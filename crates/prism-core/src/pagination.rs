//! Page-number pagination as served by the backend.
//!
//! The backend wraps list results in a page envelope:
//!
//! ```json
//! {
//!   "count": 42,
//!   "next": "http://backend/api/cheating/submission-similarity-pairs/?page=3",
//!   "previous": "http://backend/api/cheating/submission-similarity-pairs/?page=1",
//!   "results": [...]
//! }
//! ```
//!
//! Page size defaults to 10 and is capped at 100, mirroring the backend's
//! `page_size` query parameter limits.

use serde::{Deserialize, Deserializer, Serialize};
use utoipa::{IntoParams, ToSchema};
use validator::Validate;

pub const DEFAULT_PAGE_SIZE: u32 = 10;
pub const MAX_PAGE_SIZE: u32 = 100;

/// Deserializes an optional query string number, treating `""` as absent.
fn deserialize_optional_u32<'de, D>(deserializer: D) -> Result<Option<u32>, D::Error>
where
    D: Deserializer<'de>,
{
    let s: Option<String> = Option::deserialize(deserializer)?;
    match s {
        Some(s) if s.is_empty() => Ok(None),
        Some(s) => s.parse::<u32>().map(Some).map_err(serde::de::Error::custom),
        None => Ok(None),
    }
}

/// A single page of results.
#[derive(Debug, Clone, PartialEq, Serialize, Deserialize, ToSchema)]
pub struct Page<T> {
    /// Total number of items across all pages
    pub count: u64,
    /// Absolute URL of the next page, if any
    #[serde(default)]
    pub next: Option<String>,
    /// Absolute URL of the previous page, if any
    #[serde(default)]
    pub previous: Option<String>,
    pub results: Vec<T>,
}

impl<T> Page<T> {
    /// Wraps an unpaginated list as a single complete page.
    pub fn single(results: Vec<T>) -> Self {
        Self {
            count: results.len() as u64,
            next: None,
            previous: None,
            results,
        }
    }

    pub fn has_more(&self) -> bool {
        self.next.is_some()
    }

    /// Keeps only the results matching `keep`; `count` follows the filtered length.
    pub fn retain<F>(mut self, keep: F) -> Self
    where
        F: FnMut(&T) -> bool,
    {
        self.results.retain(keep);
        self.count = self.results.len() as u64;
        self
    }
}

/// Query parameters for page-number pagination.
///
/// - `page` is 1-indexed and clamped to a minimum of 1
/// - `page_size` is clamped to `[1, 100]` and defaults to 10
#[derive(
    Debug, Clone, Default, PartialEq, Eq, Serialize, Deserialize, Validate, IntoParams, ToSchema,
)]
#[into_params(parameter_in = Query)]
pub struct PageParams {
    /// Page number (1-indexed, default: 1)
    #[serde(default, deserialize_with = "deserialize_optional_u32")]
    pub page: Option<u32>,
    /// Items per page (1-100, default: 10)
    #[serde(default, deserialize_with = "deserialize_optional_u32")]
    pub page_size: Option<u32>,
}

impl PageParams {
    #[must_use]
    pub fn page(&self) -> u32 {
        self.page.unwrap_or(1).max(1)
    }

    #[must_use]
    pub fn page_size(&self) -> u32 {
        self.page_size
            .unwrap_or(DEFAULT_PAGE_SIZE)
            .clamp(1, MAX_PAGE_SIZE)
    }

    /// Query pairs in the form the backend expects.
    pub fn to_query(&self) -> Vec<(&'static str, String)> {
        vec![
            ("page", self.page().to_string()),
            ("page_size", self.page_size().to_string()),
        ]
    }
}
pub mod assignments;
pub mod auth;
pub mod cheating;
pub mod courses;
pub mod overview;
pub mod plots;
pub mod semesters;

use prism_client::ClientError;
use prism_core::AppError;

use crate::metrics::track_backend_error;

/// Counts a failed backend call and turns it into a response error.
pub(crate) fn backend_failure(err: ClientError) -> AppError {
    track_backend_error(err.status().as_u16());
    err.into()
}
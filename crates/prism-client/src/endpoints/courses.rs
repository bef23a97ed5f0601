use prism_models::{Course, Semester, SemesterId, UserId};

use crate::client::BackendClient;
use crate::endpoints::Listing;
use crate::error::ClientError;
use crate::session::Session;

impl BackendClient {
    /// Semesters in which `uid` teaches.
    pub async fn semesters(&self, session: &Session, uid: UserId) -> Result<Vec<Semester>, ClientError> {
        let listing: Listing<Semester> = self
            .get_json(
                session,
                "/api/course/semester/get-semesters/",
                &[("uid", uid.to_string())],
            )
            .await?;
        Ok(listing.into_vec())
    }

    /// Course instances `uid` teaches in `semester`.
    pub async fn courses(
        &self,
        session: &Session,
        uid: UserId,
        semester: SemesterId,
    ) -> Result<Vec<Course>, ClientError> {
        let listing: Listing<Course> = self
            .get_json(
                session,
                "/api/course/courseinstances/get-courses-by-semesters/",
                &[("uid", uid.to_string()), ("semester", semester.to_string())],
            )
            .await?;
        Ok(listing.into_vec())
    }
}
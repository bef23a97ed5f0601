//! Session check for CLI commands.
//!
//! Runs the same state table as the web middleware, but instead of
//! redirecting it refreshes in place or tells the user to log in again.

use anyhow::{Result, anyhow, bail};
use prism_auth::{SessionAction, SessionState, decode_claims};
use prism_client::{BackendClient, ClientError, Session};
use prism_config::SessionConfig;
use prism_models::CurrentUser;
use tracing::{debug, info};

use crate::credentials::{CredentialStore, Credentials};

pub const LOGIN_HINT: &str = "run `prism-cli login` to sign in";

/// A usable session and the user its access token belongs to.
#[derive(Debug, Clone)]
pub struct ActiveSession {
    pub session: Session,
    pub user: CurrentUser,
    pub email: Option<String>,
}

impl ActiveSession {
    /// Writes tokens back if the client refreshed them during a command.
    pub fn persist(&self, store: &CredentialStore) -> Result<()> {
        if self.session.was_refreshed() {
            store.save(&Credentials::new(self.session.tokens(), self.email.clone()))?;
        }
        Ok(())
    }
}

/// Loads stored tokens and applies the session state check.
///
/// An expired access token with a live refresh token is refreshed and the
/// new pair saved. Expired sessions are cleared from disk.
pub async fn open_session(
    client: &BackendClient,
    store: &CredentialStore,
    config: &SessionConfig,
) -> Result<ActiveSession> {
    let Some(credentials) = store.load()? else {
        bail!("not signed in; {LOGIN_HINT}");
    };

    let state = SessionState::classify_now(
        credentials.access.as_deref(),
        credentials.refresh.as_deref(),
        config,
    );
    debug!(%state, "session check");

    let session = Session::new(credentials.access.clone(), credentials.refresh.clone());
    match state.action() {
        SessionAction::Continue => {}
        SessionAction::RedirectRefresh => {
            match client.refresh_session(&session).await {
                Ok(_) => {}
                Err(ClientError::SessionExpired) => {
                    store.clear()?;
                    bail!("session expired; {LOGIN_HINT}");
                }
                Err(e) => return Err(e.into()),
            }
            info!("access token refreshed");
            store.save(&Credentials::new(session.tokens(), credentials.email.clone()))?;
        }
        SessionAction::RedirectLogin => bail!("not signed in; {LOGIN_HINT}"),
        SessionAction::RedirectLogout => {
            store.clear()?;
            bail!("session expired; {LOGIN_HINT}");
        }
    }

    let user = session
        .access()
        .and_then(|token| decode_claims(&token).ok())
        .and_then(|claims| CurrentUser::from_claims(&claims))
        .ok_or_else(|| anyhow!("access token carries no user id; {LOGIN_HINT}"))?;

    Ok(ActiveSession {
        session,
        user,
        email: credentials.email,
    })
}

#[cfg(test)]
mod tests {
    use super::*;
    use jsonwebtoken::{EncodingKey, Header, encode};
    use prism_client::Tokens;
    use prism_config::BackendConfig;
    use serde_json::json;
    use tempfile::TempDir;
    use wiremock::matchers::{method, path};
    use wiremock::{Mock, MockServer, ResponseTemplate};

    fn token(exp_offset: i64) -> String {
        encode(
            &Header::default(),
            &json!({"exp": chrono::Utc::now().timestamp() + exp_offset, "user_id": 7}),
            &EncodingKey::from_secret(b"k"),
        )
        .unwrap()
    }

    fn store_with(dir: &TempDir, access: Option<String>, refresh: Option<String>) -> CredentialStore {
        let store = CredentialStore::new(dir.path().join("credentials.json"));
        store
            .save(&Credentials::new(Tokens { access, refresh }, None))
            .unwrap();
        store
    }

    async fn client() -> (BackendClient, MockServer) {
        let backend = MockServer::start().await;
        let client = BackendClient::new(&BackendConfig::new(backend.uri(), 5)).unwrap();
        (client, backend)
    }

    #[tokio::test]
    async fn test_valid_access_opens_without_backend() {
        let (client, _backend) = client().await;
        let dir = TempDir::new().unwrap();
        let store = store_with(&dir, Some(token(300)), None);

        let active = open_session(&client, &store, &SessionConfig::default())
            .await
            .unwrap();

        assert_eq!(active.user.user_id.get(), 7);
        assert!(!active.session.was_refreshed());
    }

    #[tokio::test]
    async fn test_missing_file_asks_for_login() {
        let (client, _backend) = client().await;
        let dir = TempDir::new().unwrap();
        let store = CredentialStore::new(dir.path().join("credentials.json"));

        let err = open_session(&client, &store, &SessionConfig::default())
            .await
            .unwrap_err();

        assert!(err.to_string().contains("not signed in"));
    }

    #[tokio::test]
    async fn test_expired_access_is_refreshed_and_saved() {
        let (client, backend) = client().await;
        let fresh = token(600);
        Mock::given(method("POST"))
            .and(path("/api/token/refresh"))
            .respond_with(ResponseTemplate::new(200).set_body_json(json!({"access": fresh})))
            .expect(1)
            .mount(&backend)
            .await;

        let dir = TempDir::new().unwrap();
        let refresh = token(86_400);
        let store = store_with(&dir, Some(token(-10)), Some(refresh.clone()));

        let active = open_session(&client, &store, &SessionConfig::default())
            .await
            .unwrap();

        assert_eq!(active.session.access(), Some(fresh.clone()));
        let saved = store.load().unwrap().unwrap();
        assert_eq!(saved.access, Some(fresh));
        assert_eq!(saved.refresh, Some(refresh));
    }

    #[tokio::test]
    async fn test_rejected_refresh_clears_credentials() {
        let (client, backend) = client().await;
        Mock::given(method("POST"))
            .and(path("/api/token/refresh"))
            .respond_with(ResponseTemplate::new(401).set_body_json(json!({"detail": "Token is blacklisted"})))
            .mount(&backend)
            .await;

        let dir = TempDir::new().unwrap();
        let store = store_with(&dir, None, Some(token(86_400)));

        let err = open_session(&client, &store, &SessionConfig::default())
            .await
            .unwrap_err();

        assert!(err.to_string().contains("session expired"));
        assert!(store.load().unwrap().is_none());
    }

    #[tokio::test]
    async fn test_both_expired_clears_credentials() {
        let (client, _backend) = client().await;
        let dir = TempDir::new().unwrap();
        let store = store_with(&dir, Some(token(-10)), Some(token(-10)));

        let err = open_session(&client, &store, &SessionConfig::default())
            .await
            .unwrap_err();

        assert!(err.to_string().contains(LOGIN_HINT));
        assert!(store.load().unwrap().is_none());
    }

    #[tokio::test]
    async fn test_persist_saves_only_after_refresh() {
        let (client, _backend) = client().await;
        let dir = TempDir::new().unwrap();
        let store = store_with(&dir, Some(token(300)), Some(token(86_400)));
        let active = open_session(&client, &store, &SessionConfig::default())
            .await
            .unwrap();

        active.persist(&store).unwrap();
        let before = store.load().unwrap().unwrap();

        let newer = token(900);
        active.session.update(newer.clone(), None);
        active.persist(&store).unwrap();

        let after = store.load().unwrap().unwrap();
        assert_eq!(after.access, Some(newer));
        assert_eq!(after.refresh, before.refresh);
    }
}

**Directions for this task**
Only the lines above, from the first through the one holding "use validator::Validate;", are to be output, and they must be copied exactly.

**Written answer**
filename crates/prism-core/src/pagination.rs
//! Page-number pagination as served by the backend.
//!
//! The backend wraps list results in a page envelope:
//!
//! ```json
//! {
//!   "count": 42,
//!   "next": "http://backend/api/cheating/submission-similarity-pairs/?page=3",
//!   "previous": "http://backend/api/cheating/submission-similarity-pairs/?page=1",
//!   "results": [...]
//! }
//! ```
//!
//! Page size defaults to 10 and is capped at 100, mirroring the backend's
//! `page_size` query parameter limits.

use serde::{Deserialize, Deserializer, Serialize};
use utoipa::{IntoParams, ToSchema};
use validator::Validate;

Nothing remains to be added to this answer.